## [WHAT THE TASK ASKS]
Go over the material below and report every line that contains the word "push".

## [DATA FOR THIS EXERCISE]
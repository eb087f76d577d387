//! Grammar-directed placement of incoming segments
//!
//! The iterator keeps a path from the message root to the current grammar
//! position. Each path element records a node and the repetition of it that
//! is currently open (`None` while the position has been reached but not yet
//! entered). Given the name of the next segment in the text, [`advance`]
//! walks the grammar forward from the current position until it finds a node
//! that can take it:
//!
//! 1. a segment of that name that repeats or has not been entered yet;
//! 2. a group whose possible first children include the name and that
//!    repeats or has not been entered yet, which is entered;
//! 3. otherwise the next sibling, or the parent once the last sibling is
//!    passed.
//!
//! A position whose following leaves cannot contain the name ends the search
//! early. The segment is then unexpected and, depending on
//! [`UnexpectedSegmentBehavior`], either fails the decode or gets a
//! non-standard slot next to the current position (or at the top level).
//!
//! In non-greedy mode a nearer repeating ancestor whose first children
//! include the name is preferred over later sibling positions, so the segment
//! opens a new repetition of that ancestor.
//!
//! [`advance`]: MessageIterator::advance

use crate::error::{Er7Error, Result};
use crate::grammar::{Grammar, NodeId};
use crate::model::{Group, Segment};
use crate::options::{ParserOptions, UnexpectedSegmentBehavior};
use tracing::{trace, warn};

#[derive(Debug, Clone, Copy, PartialEq, Eq)]
enum NodeRef {
    Grammar(NodeId),
    NonStandard(usize),
}

#[derive(Debug, Clone, Copy, PartialEq, Eq)]
struct Position {
    node: NodeRef,
    repetition: Option<usize>,
}

impl Position {
    const fn unentered(node: NodeRef) -> Self {
        Self {
            node,
            repetition: None,
        }
    }
}

/// Segment added by the iterator for a name the grammar does not declare
///
/// It borrows its traversal facts from `anchor`, the grammar node it was
/// placed after.
#[derive(Debug)]
struct NonStandardDefinition {
    name: String,
    name_in_parent: String,
    anchor: NodeId,
}

/// Where [`MessageIterator::advance`] placed a segment
#[derive(Debug, Clone, PartialEq, Eq)]
pub struct Placement {
    /// Slot name in the parent group
    pub slot: String,
    /// 0-based repetition within the slot
    pub repetition: usize,
    /// Whether the slot was added for an undeclared segment
    pub non_standard: bool,
}

/// Walks a grammar and a message tree in step, one segment at a time
pub struct MessageIterator<'a> {
    grammar: &'a Grammar,
    root: &'a mut Group,
    path: Vec<Position>,
    non_standard: Vec<NonStandardDefinition>,
    non_greedy: bool,
    unexpected: UnexpectedSegmentBehavior,
}

impl<'a> MessageIterator<'a> {
    /// Start before the first child of the message root
    ///
    /// `root` must have been instantiated from `grammar`.
    pub fn new(grammar: &'a Grammar, root: &'a mut Group, options: &ParserOptions) -> Self {
        let mut path = vec![Position {
            node: NodeRef::Grammar(grammar.root()),
            repetition: Some(0),
        }];
        if let Some(first) = grammar.first_child(grammar.root()) {
            path.push(Position::unentered(NodeRef::Grammar(first)));
        }
        Self {
            grammar,
            root,
            path,
            non_standard: Vec::new(),
            non_greedy: options.non_greedy,
            unexpected: options.unexpected_segments,
        }
    }

    fn anchor(&self, node: NodeRef) -> NodeId {
        match node {
            NodeRef::Grammar(id) => id,
            NodeRef::NonStandard(index) => self.non_standard[index].anchor,
        }
    }

    fn name(&self, node: NodeRef) -> &str {
        match node {
            NodeRef::Grammar(id) => self.grammar.node(id).name(),
            NodeRef::NonStandard(index) => &self.non_standard[index].name,
        }
    }

    fn slot_name(&self, node: NodeRef) -> &str {
        match node {
            NodeRef::Grammar(id) => self.grammar.node(id).name_in_parent(),
            NodeRef::NonStandard(index) => &self.non_standard[index].name_in_parent,
        }
    }

    fn is_segment(&self, node: NodeRef) -> bool {
        match node {
            NodeRef::Grammar(id) => self.grammar.node(id).is_segment(),
            NodeRef::NonStandard(_) => true,
        }
    }

    fn is_repeating(&self, node: NodeRef) -> bool {
        match node {
            NodeRef::Grammar(id) => self.grammar.node(id).is_repeating(),
            NodeRef::NonStandard(_) => true,
        }
    }

    fn last_mut(&mut self) -> Option<&mut Position> {
        self.path.last_mut()
    }

    fn open_next_repetition(&mut self) -> Option<usize> {
        let last = self.last_mut()?;
        let next = last.repetition.map_or(0, |r| r + 1);
        last.repetition = Some(next);
        Some(next)
    }

    /// Move to the position that takes a segment named `direction`
    ///
    /// On success the position is open and [`current_segment`] returns the
    /// segment to fill.
    ///
    /// [`current_segment`]: Self::current_segment
    pub fn advance(&mut self, direction: &str) -> Result<Placement> {
        let grammar = self.grammar;
        let limit = grammar.len() * 4 + 16;

        for _ in 0..limit {
            if self.path.len() < 2 {
                break;
            }
            let Some(&current) = self.path.last() else {
                break;
            };
            let anchor = self.anchor(current.node);

            if self.is_segment(current.node) {
                if self.name(current.node) == direction
                    && (self.is_repeating(current.node) || current.repetition.is_none())
                {
                    return self.found(current.node);
                }
                if !grammar
                    .names_of_all_possible_following_leaves(anchor)
                    .contains(direction)
                {
                    return self.unexpected(direction);
                }
            } else if grammar
                .all_possible_first_children(anchor)
                .contains(direction)
            {
                if grammar.node(anchor).is_repeating() || current.repetition.is_none() {
                    self.enter_group(anchor);
                    continue;
                }
            } else if !grammar
                .names_of_all_possible_following_leaves(anchor)
                .contains(direction)
            {
                return self.unexpected(direction);
            }

            if self.non_greedy
                && current.repetition.is_some()
                && let Some(depth) = self.repeating_ancestor_accepting(direction)
            {
                trace!(segment = direction, depth, "Reopening repeating ancestor");
                self.path.truncate(depth + 1);
                continue;
            }

            if let Some(next) = grammar.next_sibling(anchor) {
                if let Some(last) = self.last_mut() {
                    *last = Position::unentered(NodeRef::Grammar(next));
                }
            } else if self.path.len() > 2 {
                self.path.pop();
            } else {
                return self.unexpected(direction);
            }
        }

        Err(Er7Error::IteratorExhausted {
            name: direction.to_string(),
            steps: limit,
        })
    }

    fn found(&mut self, node: NodeRef) -> Result<Placement> {
        let repetition = self
            .open_next_repetition()
            .ok_or_else(|| broken_path(self.name(node)))?;
        let placement = Placement {
            slot: self.slot_name(node).to_string(),
            repetition,
            non_standard: matches!(node, NodeRef::NonStandard(_)),
        };
        trace!(path = %self.describe(), "Placed segment");
        Ok(placement)
    }

    fn enter_group(&mut self, group: NodeId) {
        self.open_next_repetition();
        if let Some(first) = self.grammar.first_child(group) {
            self.path.push(Position::unentered(NodeRef::Grammar(first)));
        }
    }

    /// Deepest repeating group on the path, below the root and above the
    /// current position, that can start with `direction`
    fn repeating_ancestor_accepting(&self, direction: &str) -> Option<usize> {
        let end = self.path.len().saturating_sub(1);
        (1..end).rev().find(|depth| match self.path[*depth].node {
            NodeRef::Grammar(id) => {
                self.grammar.node(id).is_repeating()
                    && self
                        .grammar
                        .all_possible_first_children(id)
                        .contains(direction)
            }
            NodeRef::NonStandard(_) => false,
        })
    }

    fn unexpected(&mut self, direction: &str) -> Result<Placement> {
        match self.unexpected {
            UnexpectedSegmentBehavior::Fail => Err(Er7Error::UnexpectedSegment {
                name: direction.to_string(),
                line: 0,
            }),
            UnexpectedSegmentBehavior::DropToRoot => {
                self.path.truncate(2);
                self.insert_non_standard(direction)
            }
            UnexpectedSegmentBehavior::AddInline => self.insert_non_standard(direction),
        }
    }

    fn insert_non_standard(&mut self, direction: &str) -> Result<Placement> {
        let Some(&current) = self.path.last() else {
            return Err(broken_path(direction));
        };
        let anchor = self.anchor(current.node);
        let after = self.slot_name(current.node).to_string();

        let parent = self.live_group(self.path.len() - 1)?;
        let index = parent
            .slot_index(&after)
            .map_or(parent.slots().len(), |i| i + 1);
        let slot = parent.add_non_standard_segment(direction, index);

        self.non_standard.push(NonStandardDefinition {
            name: direction.to_string(),
            name_in_parent: slot.clone(),
            anchor,
        });
        let node = NodeRef::NonStandard(self.non_standard.len() - 1);
        if let Some(last) = self.last_mut() {
            *last = Position {
                node,
                repetition: Some(0),
            };
        }

        warn!(segment = direction, slot = %slot, after = %after, "Added non-standard segment");
        Ok(Placement {
            slot,
            repetition: 0,
            non_standard: true,
        })
    }

    /// Live group for `path[depth - 1]`, creating repetitions along the way
    fn live_group(&mut self, depth: usize) -> Result<&mut Group> {
        let grammar = self.grammar;
        let mut group: &mut Group = &mut *self.root;
        for position in self.path.iter().take(depth).skip(1) {
            let NodeRef::Grammar(id) = position.node else {
                return Err(broken_path("non-standard segment"));
            };
            let name = grammar.node(id).name_in_parent();
            group = group
                .ensure_group(name, position.repetition.unwrap_or(0))
                .ok_or_else(|| broken_path(name))?;
        }
        Ok(group)
    }

    /// Segment at the current position, created on first access
    pub fn current_segment(&mut self) -> Result<&mut Segment> {
        let Some(&current) = self.path.last() else {
            return Err(broken_path("message root"));
        };
        if self.path.len() < 2 {
            return Err(broken_path("message root"));
        }
        let slot = self.slot_name(current.node).to_string();
        let repetition = current.repetition.unwrap_or(0);
        self.live_group(self.path.len() - 1)?
            .ensure_segment(&slot, repetition)
            .ok_or_else(|| broken_path(&slot))
    }

    /// Current path as `SLOT[rep]/SLOT[rep]/...`, below the root
    pub fn describe(&self) -> String {
        self.path
            .iter()
            .skip(1)
            .map(|position| match position.repetition {
                Some(r) => format!("{}[{r}]", self.slot_name(position.node)),
                None => format!("{}[-]", self.slot_name(position.node)),
            })
            .collect::<Vec<_>>()
            .join("/")
    }
}

fn broken_path(name: &str) -> Er7Error {
    Er7Error::PathMismatch {
        node: name.to_string(),
    }
}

## [TASK ANSWER]
            path.push(Position::unentered(NodeRef::Grammar(first)));
            self.path.push(Position::unentered(NodeRef::Grammar(first)));
        self.non_standard.push(NonStandardDefinition {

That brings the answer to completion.